Of course not every thing can be traced back to that!
But, so far, I don’t believe that that is what has been said by either of us.
(Ever.)
I also believe there is no conspiracy.
That is my believ because whenever I am out of the “Western” zone, in Western Asian, it is pretty much common knowledge what is going on because the media runs differently.
Therefore it’s true when you say:
Are we mindful enough of that manipulation?
Back in the early 1990s, the Public Relations firm, Hill and Knowlton, received $12 million in fees for the campaign to convince the public in the West that:
Iraqi babies were being thrown out of incubators by Iraqi troops.

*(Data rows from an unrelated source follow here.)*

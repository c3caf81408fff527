//! Unified error handling system
//!
//! Every failure a console operation can observe is one of these variants. Stores turn
//! them into `{error: true, message}` state through [`GatekeeperError::user_message`].

use chrono::{DateTime, Utc};
use serde::{Deserialize, Serialize};
use thiserror::Error;
use tracing::{error, warn};

pub type GatekeeperResult<T> = Result<T, GatekeeperError>;

/// Error context providing additional information for debugging and recovery
#[derive(Debug, Clone, Serialize, Deserialize)]
pub struct ErrorContext {
    /// Unique error ID for tracking
    pub error_id: String,
    /// Timestamp when error occurred
    pub timestamp: DateTime<Utc>,
    /// Component where error originated
    pub component: String,
    /// Operation being performed when error occurred
    pub operation: Option<String>,
    /// Additional metadata
    pub metadata: std::collections::HashMap<String, String>,
    /// Recovery suggestions
    pub recovery_suggestions: Vec<String>,
}

impl ErrorContext {
    pub fn new(component: &str) -> Self {
        Self {
            error_id: uuid::Uuid::new_v4().to_string(),
            timestamp: Utc::now(),
            component: component.to_string(),
            operation: None,
            metadata: std::collections::HashMap::new(),
            recovery_suggestions: Vec::new(),
        }
    }

    pub fn with_operation(mut self, operation: &str) -> Self {
        self.operation = Some(operation.to_string());
        self
    }

    pub fn with_metadata(mut self, key: &str, value: &str) -> Self {
        self.metadata.insert(key.to_string(), value.to_string());
        self
    }

    pub fn with_suggestion(mut self, suggestion: &str) -> Self {
        self.recovery_suggestions.push(suggestion.to_string());
        self
    }
}

/// Main error type for the gatekeeper workspace
#[derive(Error, Debug)]
pub enum GatekeeperError {
    /// The request never produced an HTTP response
    #[error("Network error: {message}")]
    Network {
        message: String,
        #[source]
        source: Option<Box<dyn std::error::Error + Send + Sync>>,
        context: ErrorContext,
    },

    /// The backend answered with a non-2xx status
    #[error("API error ({status}): {message}")]
    Api {
        status: u16,
        message: String,
        /// The `message` field of the response body, when the server sent one
        server_message: Option<String>,
        context: ErrorContext,
    },

    /// The credential was missing, invalid or expired (401 class)
    #[error("Authentication error: {message}")]
    Authentication {
        message: String,
        context: ErrorContext,
    },

    /// The response body did not have the shape the endpoint promises
    #[error("Unexpected response from {endpoint}: {message}")]
    Decode {
        endpoint: String,
        message: String,
        #[source]
        source: Option<Box<dyn std::error::Error + Send + Sync>>,
        context: ErrorContext,
    },

    #[error("Configuration error: {message}")]
    Config {
        message: String,
        #[source]
        source: Option<Box<dyn std::error::Error + Send + Sync>>,
        context: ErrorContext,
    },

    /// Durable session storage could not be read or written
    #[error("Session storage error: {message}")]
    Storage {
        message: String,
        #[source]
        source: Option<Box<dyn std::error::Error + Send + Sync>>,
        context: ErrorContext,
    },

    #[error("Validation error: {message}")]
    Validation {
        message: String,
        field: Option<String>,
        context: ErrorContext,
    },

    /// Local authorization gate refused the action; no request was sent
    #[error("You don't have permission to {action} {}.", .module.to_lowercase())]
    PermissionDenied {
        module: String,
        action: String,
        context: ErrorContext,
    },

    #[error("Operation cancelled: {operation}")]
    Cancelled { operation: String },

    #[error("IO error: {0}")]
    Io(#[from] std::io::Error),

    #[error("Serialization error: {0}")]
    Serialization(#[from] serde_json::Error),
}

impl GatekeeperError {
    /// Get the error context
    pub fn context(&self) -> Option<&ErrorContext> {
        match self {
            GatekeeperError::Network { context, .. } => Some(context),
            GatekeeperError::Api { context, .. } => Some(context),
            GatekeeperError::Authentication { context, .. } => Some(context),
            GatekeeperError::Decode { context, .. } => Some(context),
            GatekeeperError::Config { context, .. } => Some(context),
            GatekeeperError::Storage { context, .. } => Some(context),
            GatekeeperError::Validation { context, .. } => Some(context),
            GatekeeperError::PermissionDenied { context, .. } => Some(context),
            _ => None,
        }
    }

    /// HTTP status of the failing response, if there was one
    pub fn status(&self) -> Option<u16> {
        match self {
            GatekeeperError::Api { status, .. } => Some(*status),
            GatekeeperError::Authentication { .. } => Some(401),
            _ => None,
        }
    }

    pub fn is_authentication_failure(&self) -> bool {
        matches!(self, GatekeeperError::Authentication { .. })
    }

    pub fn is_cancelled(&self) -> bool {
        matches!(self, GatekeeperError::Cancelled { .. })
    }

    /// Text a store records in its `message` field.
    ///
    /// Server-supplied messages are passed through untouched; everything else falls
    /// back to the error's display form.
    pub fn user_message(&self) -> String {
        match self {
            GatekeeperError::Api { message, .. } => message.clone(),
            GatekeeperError::Authentication { message, .. } => message.clone(),
            GatekeeperError::Network { message, .. } => message.clone(),
            GatekeeperError::Validation { message, .. } => message.clone(),
            other => other.to_string(),
        }
    }

    /// Log the error with appropriate level
    pub fn log(&self) {
        match self {
            GatekeeperError::Config { .. } | GatekeeperError::Storage { .. } => {
                error!(
                    error_id = ?self.context().map(|c| &c.error_id),
                    error = %self,
                    "Configuration or storage error"
                );
            }
            GatekeeperError::Network { .. } | GatekeeperError::Authentication { .. } => {
                warn!(
                    error_id = ?self.context().map(|c| &c.error_id),
                    error = %self,
                    "Network or session error"
                );
            }
            GatekeeperError::PermissionDenied { .. } | GatekeeperError::Cancelled { .. } => {
                warn!(error = %self, "Action not performed");
            }
            _ => {
                error!(
                    error_id = ?self.context().map(|c| &c.error_id),
                    error = %self,
                    "Error occurred"
                );
            }
        }
    }
}

/// Convenience macros for creating errors with context
#[macro_export]
macro_rules! config_error {
    ($msg:expr, $component:expr) => {
        $crate::GatekeeperError::Config {
            message: $msg.to_string(),
            source: None,
            context: $crate::ErrorContext::new($component)
                .with_suggestion("Check your configuration file")
                .with_suggestion("Run 'gatekeeper config --init' to create default config"),
        }
    };
}

#[macro_export]
macro_rules! validation_error {
    ($msg:expr, $field:expr, $component:expr) => {
        $crate::GatekeeperError::Validation {
            message: $msg.to_string(),
            field: Some($field.to_string()),
            context: $crate::ErrorContext::new($component)
                .with_suggestion("Check the field value and format"),
        }
    };
}

#[macro_export]
macro_rules! storage_error {
    ($msg:expr, $component:expr) => {
        $crate::GatekeeperError::Storage {
            message: $msg.to_string(),
            source: None,
            context: $crate::ErrorContext::new($component),
        }
    };
    ($msg:expr, $component:expr, $source:expr) => {
        $crate::GatekeeperError::Storage {
            message: $msg.to_string(),
            source: Some(Box::new($source)),
            context: $crate::ErrorContext::new($component),
        }
    };
}

#[cfg(test)]
mod tests {
    use super::*;

    #[test]
    fn permission_denied_uses_console_wording() {
        let err = GatekeeperError::PermissionDenied {
            module: "Users".to_string(),
            action: "delete".to_string(),
            context: ErrorContext::new("gate"),
        };
        assert_eq!(err.to_string(), "You don't have permission to delete users.");
        assert_eq!(err.user_message(), "You don't have permission to delete users.");
    }

    #[test]
    fn api_error_exposes_status_and_server_message() {
        let err = GatekeeperError::Api {
            status: 409,
            message: "Role already exists".to_string(),
            server_message: Some("Role already exists".to_string()),
            context: ErrorContext::new("transport"),
        };
        assert_eq!(err.status(), Some(409));
        assert_eq!(err.user_message(), "Role already exists");
        assert!(!err.is_authentication_failure());
    }

    #[test]
    fn macros_fill_context() {
        let err = storage_error!("disk full", "session_store");
        match &err {
            GatekeeperError::Storage { context, .. } => {
                assert_eq!(context.component, "session_store");
                assert!(!context.error_id.is_empty());
            }
            other => panic!("expected storage error, got {other:?}"),
        }

        let err = validation_error!("must not be empty", "name", "drafts");
        match err {
            GatekeeperError::Validation { field, .. } => assert_eq!(field.as_deref(), Some("name")),
            other => panic!("expected validation error, got {other:?}"),
        }
    }
}
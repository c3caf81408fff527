//! Durable session storage
//!
//! Two fixed keys hold everything that survives a restart: `user` (the session object,
//! principal plus credential) and `permissions` (the principal's flattened permission
//! list). Writes only happen on login, logout and permission refresh.

use gatekeeper_core::{storage_error, GatekeeperResult, PrincipalPermission, Session};
use serde::de::DeserializeOwned;
use serde::Serialize;
use std::path::{Path, PathBuf};
use std::sync::{PoisonError, RwLock};
use tracing::{debug, info};

pub const SESSION_KEY: &str = "user";
pub const PERMISSIONS_KEY: &str = "permissions";

/// Injected source of the persisted session, shared by the transport and the auth store
pub trait SessionProvider: Send + Sync {
    fn load_session(&self) -> GatekeeperResult<Option<Session>>;

    fn store_session(&self, session: &Session) -> GatekeeperResult<()>;

    fn clear_session(&self) -> GatekeeperResult<()>;

    /// Cached principal permissions; empty when nothing is cached
    fn load_permissions(&self) -> GatekeeperResult<Vec<PrincipalPermission>>;

    fn store_permissions(&self, permissions: &[PrincipalPermission]) -> GatekeeperResult<()>;

    fn clear_permissions(&self) -> GatekeeperResult<()>;

    fn clear_all(&self) -> GatekeeperResult<()> {
        self.clear_session()?;
        self.clear_permissions()
    }

    /// Bearer credential of the stored session, if any
    fn bearer_token(&self) -> GatekeeperResult<Option<String>> {
        Ok(self
            .load_session()?
            .and_then(|session| session.bearer_token().map(str::to_string)))
    }
}

/// One JSON file per key inside a private directory
#[derive(Debug, Clone)]
pub struct FileSessionStore {
    dir: PathBuf,
}

impl FileSessionStore {
    pub fn new<P: AsRef<Path>>(dir: P) -> GatekeeperResult<Self> {
        let dir = dir.as_ref().to_path_buf();

        std::fs::create_dir_all(&dir).map_err(|e| {
            storage_error!(
                format!("Failed to create session directory {}: {}", dir.display(), e),
                "file_session_store",
                e
            )
        })?;

        info!("Session storage initialized at: {}", dir.display());

        Ok(Self { dir })
    }

    pub fn dir(&self) -> &Path {
        &self.dir
    }

    fn key_path(&self, key: &str) -> PathBuf {
        self.dir.join(format!("{}.json", key))
    }

    fn read_key<T: DeserializeOwned>(&self, key: &str) -> GatekeeperResult<Option<T>> {
        let path = self.key_path(key);
        let data = match std::fs::read_to_string(&path) {
            Ok(data) => data,
            Err(e) if e.kind() == std::io::ErrorKind::NotFound => return Ok(None),
            Err(e) => {
                return Err(storage_error!(
                    format!("Failed to read {}: {}", path.display(), e),
                    "file_session_store",
                    e
                ))
            }
        };

        let value = serde_json::from_str(&data).map_err(|e| {
            storage_error!(
                format!("Corrupt session entry '{}': {}", key, e),
                "file_session_store",
                e
            )
        })?;

        Ok(Some(value))
    }

    fn write_key<T: Serialize + ?Sized>(&self, key: &str, value: &T) -> GatekeeperResult<()> {
        let path = self.key_path(key);
        let tmp = self.dir.join(format!(".{}.json.tmp", key));
        let data = serde_json::to_string_pretty(value)?;

        std::fs::write(&tmp, data).map_err(|e| {
            storage_error!(
                format!("Failed to write {}: {}", tmp.display(), e),
                "file_session_store",
                e
            )
        })?;
        restrict_permissions(&tmp)?;
        std::fs::rename(&tmp, &path).map_err(|e| {
            storage_error!(
                format!("Failed to replace {}: {}", path.display(), e),
                "file_session_store",
                e
            )
        })?;

        debug!("Stored session entry '{}' at {}", key, path.display());
        Ok(())
    }

    fn remove_key(&self, key: &str) -> GatekeeperResult<()> {
        let path = self.key_path(key);
        match std::fs::remove_file(&path) {
            Ok(()) => {
                debug!("Removed session entry '{}'", key);
                Ok(())
            }
            Err(e) if e.kind() == std::io::ErrorKind::NotFound => Ok(()),
            Err(e) => Err(storage_error!(
                format!("Failed to remove {}: {}", path.display(), e),
                "file_session_store",
                e
            )),
        }
    }
}

#[cfg(unix)]
fn restrict_permissions(path: &Path) -> GatekeeperResult<()> {
    use std::os::unix::fs::PermissionsExt;
    std::fs::set_permissions(path, std::fs::Permissions::from_mode(0o600))?;
    Ok(())
}

#[cfg(not(unix))]
fn restrict_permissions(_path: &Path) -> GatekeeperResult<()> {
    Ok(())
}

impl SessionProvider for FileSessionStore {
    fn load_session(&self) -> GatekeeperResult<Option<Session>> {
        self.read_key(SESSION_KEY)
    }

    fn store_session(&self, session: &Session) -> GatekeeperResult<()> {
        self.write_key(SESSION_KEY, session)
    }

    fn clear_session(&self) -> GatekeeperResult<()> {
        self.remove_key(SESSION_KEY)
    }

    fn load_permissions(&self) -> GatekeeperResult<Vec<PrincipalPermission>> {
        Ok(self.read_key(PERMISSIONS_KEY)?.unwrap_or_default())
    }

    fn store_permissions(&self, permissions: &[PrincipalPermission]) -> GatekeeperResult<()> {
        self.write_key(PERMISSIONS_KEY, permissions)
    }

    fn clear_permissions(&self) -> GatekeeperResult<()> {
        self.remove_key(PERMISSIONS_KEY)
    }
}

/// Process-local storage for tests and one-shot runs
#[derive(Debug, Default)]
pub struct MemorySessionStore {
    session: RwLock<Option<Session>>,
    permissions: RwLock<Vec<PrincipalPermission>>,
}

impl MemorySessionStore {
    pub fn new() -> Self {
        Self::default()
    }

    pub fn with_session(session: Session) -> Self {
        Self {
            session: RwLock::new(Some(session)),
            permissions: RwLock::new(Vec::new()),
        }
    }

    pub fn is_empty(&self) -> bool {
        self.session
            .read()
            .unwrap_or_else(PoisonError::into_inner)
            .is_none()
            && self
                .permissions
                .read()
                .unwrap_or_else(PoisonError::into_inner)
                .is_empty()
    }
}

impl SessionProvider for MemorySessionStore {
    fn load_session(&self) -> GatekeeperResult<Option<Session>> {
        Ok(self
            .session
            .read()
            .unwrap_or_else(PoisonError::into_inner)
            .clone())
    }

    fn store_session(&self, session: &Session) -> GatekeeperResult<()> {
        *self.session.write().unwrap_or_else(PoisonError::into_inner) = Some(session.clone());
        Ok(())
    }

    fn clear_session(&self) -> GatekeeperResult<()> {
        *self.session.write().unwrap_or_else(PoisonError::into_inner) = None;
        Ok(())
    }

    fn load_permissions(&self) -> GatekeeperResult<Vec<PrincipalPermission>> {
        Ok(self
            .permissions
            .read()
            .unwrap_or_else(PoisonError::into_inner)
            .clone())
    }

    fn store_permissions(&self, permissions: &[PrincipalPermission]) -> GatekeeperResult<()> {
        *self.permissions.write().unwrap_or_else(PoisonError::into_inner) = permissions.to_vec();
        Ok(())
    }

    fn clear_permissions(&self) -> GatekeeperResult<()> {
        self.permissions
            .write()
            .unwrap_or_else(PoisonError::into_inner)
            .clear();
        Ok(())
    }
}

#[cfg(test)]
mod tests {
    use super::*;
    use gatekeeper_core::User;

    fn session(token: &str) -> Session {
        let mut user = User::reference(1);
        user.username = "admin".to_string();
        Session {
            user,
            token: Some(token.to_string()),
        }
    }

    #[test]
    fn file_store_round_trips_both_keys() {
        let dir = tempfile::tempdir().expect("tempdir");
        let store = FileSessionStore::new(dir.path().join("session")).expect("store");

        assert_eq!(store.load_session().expect("load"), None);
        assert!(store.load_permissions().expect("load").is_empty());

        store.store_session(&session("abc")).expect("store session");
        store
            .store_permissions(&[PrincipalPermission::new("Users", "read")])
            .expect("store permissions");

        assert_eq!(store.bearer_token().expect("token").as_deref(), Some("abc"));
        assert!(store.key_path(SESSION_KEY).exists());
        assert!(store.key_path(PERMISSIONS_KEY).exists());

        // A second handle on the same directory sees the same state
        let reopened = FileSessionStore::new(store.dir()).expect("reopen");
        assert_eq!(
            reopened.load_permissions().expect("load"),
            vec![PrincipalPermission::new("Users", "read")]
        );

        store.clear_all().expect("clear");
        assert_eq!(reopened.load_session().expect("load"), None);
        assert!(reopened.load_permissions().expect("load").is_empty());

        // Clearing twice is fine
        store.clear_all().expect("clear again");
    }

    #[test]
    fn corrupt_entry_is_a_storage_error() {
        let dir = tempfile::tempdir().expect("tempdir");
        let store = FileSessionStore::new(dir.path()).expect("store");
        std::fs::write(store.key_path(SESSION_KEY), "{not json").expect("write");

        let err = store.load_session().unwrap_err();
        assert!(matches!(err, gatekeeper_core::GatekeeperError::Storage { .. }));
    }

    #[test]
    fn memory_store_clears_everything() {
        let store = MemorySessionStore::with_session(session("xyz"));
        store
            .store_permissions(&[PrincipalPermission::new("Roles", "update")])
            .expect("store");
        assert!(!store.is_empty());

        store.clear_all().expect("clear");
        assert!(store.is_empty());
        assert_eq!(store.bearer_token().expect("token"), None);
    }
}
//! Core trait definitions

use crate::error::GatekeeperResult;
use crate::types::*;
use serde::de::DeserializeOwned;
use serde::Serialize;

/// An entity type the backend exposes as a REST collection
///
/// `PATH` is the collection route (`/api/users`), `COLLECTION` the key the backend
/// may wrap list and entity payloads in, and `MODULE` the module name the
/// authorization gate checks for this entity.
pub trait Resource: Serialize + DeserializeOwned + Clone + Send + Sync + 'static {
    type Draft: Serialize + Send + Sync;

    const PATH: &'static str;
    const COLLECTION: &'static str;
    const SINGULAR: &'static str;
    const MODULE: &'static str;

    fn id(&self) -> EntityId;

    fn item_path(id: EntityId) -> String {
        format!("{}/{}", Self::PATH, id)
    }

    /// Reject an update before it is sent. `cached` is the loaded copy, if any.
    fn check_update(&self, _cached: Option<&Self>) -> GatekeeperResult<()> {
        Ok(())
    }
}

impl Resource for User {
    type Draft = UserDraft;
    const PATH: &'static str = "/api/users";
    const COLLECTION: &'static str = "users";
    const SINGULAR: &'static str = "user";
    const MODULE: &'static str = "Users";

    fn id(&self) -> EntityId {
        self.id
    }
}

impl Resource for Group {
    type Draft = GroupDraft;
    const PATH: &'static str = "/api/groups";
    const COLLECTION: &'static str = "groups";
    const SINGULAR: &'static str = "group";
    const MODULE: &'static str = "Groups";

    fn id(&self) -> EntityId {
        self.id
    }
}

impl Resource for Role {
    type Draft = RoleDraft;
    const PATH: &'static str = "/api/roles";
    const COLLECTION: &'static str = "roles";
    const SINGULAR: &'static str = "role";
    const MODULE: &'static str = "Roles";

    fn id(&self) -> EntityId {
        self.id
    }
}

impl Resource for Module {
    type Draft = ModuleDraft;
    const PATH: &'static str = "/api/modules";
    const COLLECTION: &'static str = "modules";
    const SINGULAR: &'static str = "module";
    const MODULE: &'static str = "Modules";

    fn id(&self) -> EntityId {
        self.id
    }
}

impl Resource for Permission {
    type Draft = PermissionDraft;
    const PATH: &'static str = "/api/permissions";
    const COLLECTION: &'static str = "permissions";
    const SINGULAR: &'static str = "permission";
    const MODULE: &'static str = "Permissions";

    fn id(&self) -> EntityId {
        self.id
    }

    /// The `(module_id, action)` pair is fixed once created
    fn check_update(&self, cached: Option<&Self>) -> GatekeeperResult<()> {
        let Some(cached) = cached else {
            return Err(crate::validation_error!(
                format!("Permission {} is not loaded", self.id),
                "id",
                "permission"
            ));
        };
        if self.module_id != cached.module_id {
            return Err(crate::validation_error!(
                "A permission's module cannot be changed",
                "module_id",
                "permission"
            ));
        }
        if self.action != cached.action {
            return Err(crate::validation_error!(
                "A permission's action cannot be changed",
                "action",
                "permission"
            ));
        }
        Ok(())
    }
}

#[cfg(test)]
mod tests {
    use super::*;
    use crate::GatekeeperError;

    fn loaded(module_id: EntityId, action: Action) -> Permission {
        Permission {
            module_id,
            action,
            ..Permission::reference(9)
        }
    }

    fn rejected_field(result: GatekeeperResult<()>) -> Option<String> {
        match result {
            Err(GatekeeperError::Validation { field, .. }) => field,
            _ => None,
        }
    }

    #[test]
    fn permission_pair_cannot_move() {
        let cached = loaded(2, Action::Read);

        assert!(loaded(2, Action::Read).check_update(Some(&cached)).is_ok());
        assert_eq!(
            rejected_field(loaded(3, Action::Read).check_update(Some(&cached))).as_deref(),
            Some("module_id")
        );
        assert_eq!(
            rejected_field(loaded(2, Action::Delete).check_update(Some(&cached))).as_deref(),
            Some("action")
        );
        assert_eq!(
            rejected_field(loaded(2, Action::Read).check_update(None)).as_deref(),
            Some("id")
        );
    }

    #[test]
    fn other_resources_update_freely() {
        let group = Group::reference(4);
        assert!(group.check_update(None).is_ok());
    }
}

That ^^ was The Nayirah Testimony: it was a strongly emotional appeal, and it was cited over and over by US senators and the President in their rationale to back Kuwait in the Gulf War.
The detail about the PR company or that Nayirah was a member of the Kuwaiti royal family was NOT part of the disclosure at the time.
(Lobbyists can, and will disguise their true colours.
An article from early 1990s: http://articles.chicagotribune.com/1992-12-10/news/9204220370_1_sam-zakhem-grand-jury-saddam-hussein/2)
Here is Nayirah’s emotional testimony before the US Senate:
Or, what about the chemical attack waged by Syria’s government?
When it was studied, it turned out to be a untrue, a hoax.
(http://www.presstv.com/detail/2014/01/18/346314/mit-challenges-us-syria-claim/)
This one reason why I take a dim view of “conspiracy theory” labelling being bandied about in this way.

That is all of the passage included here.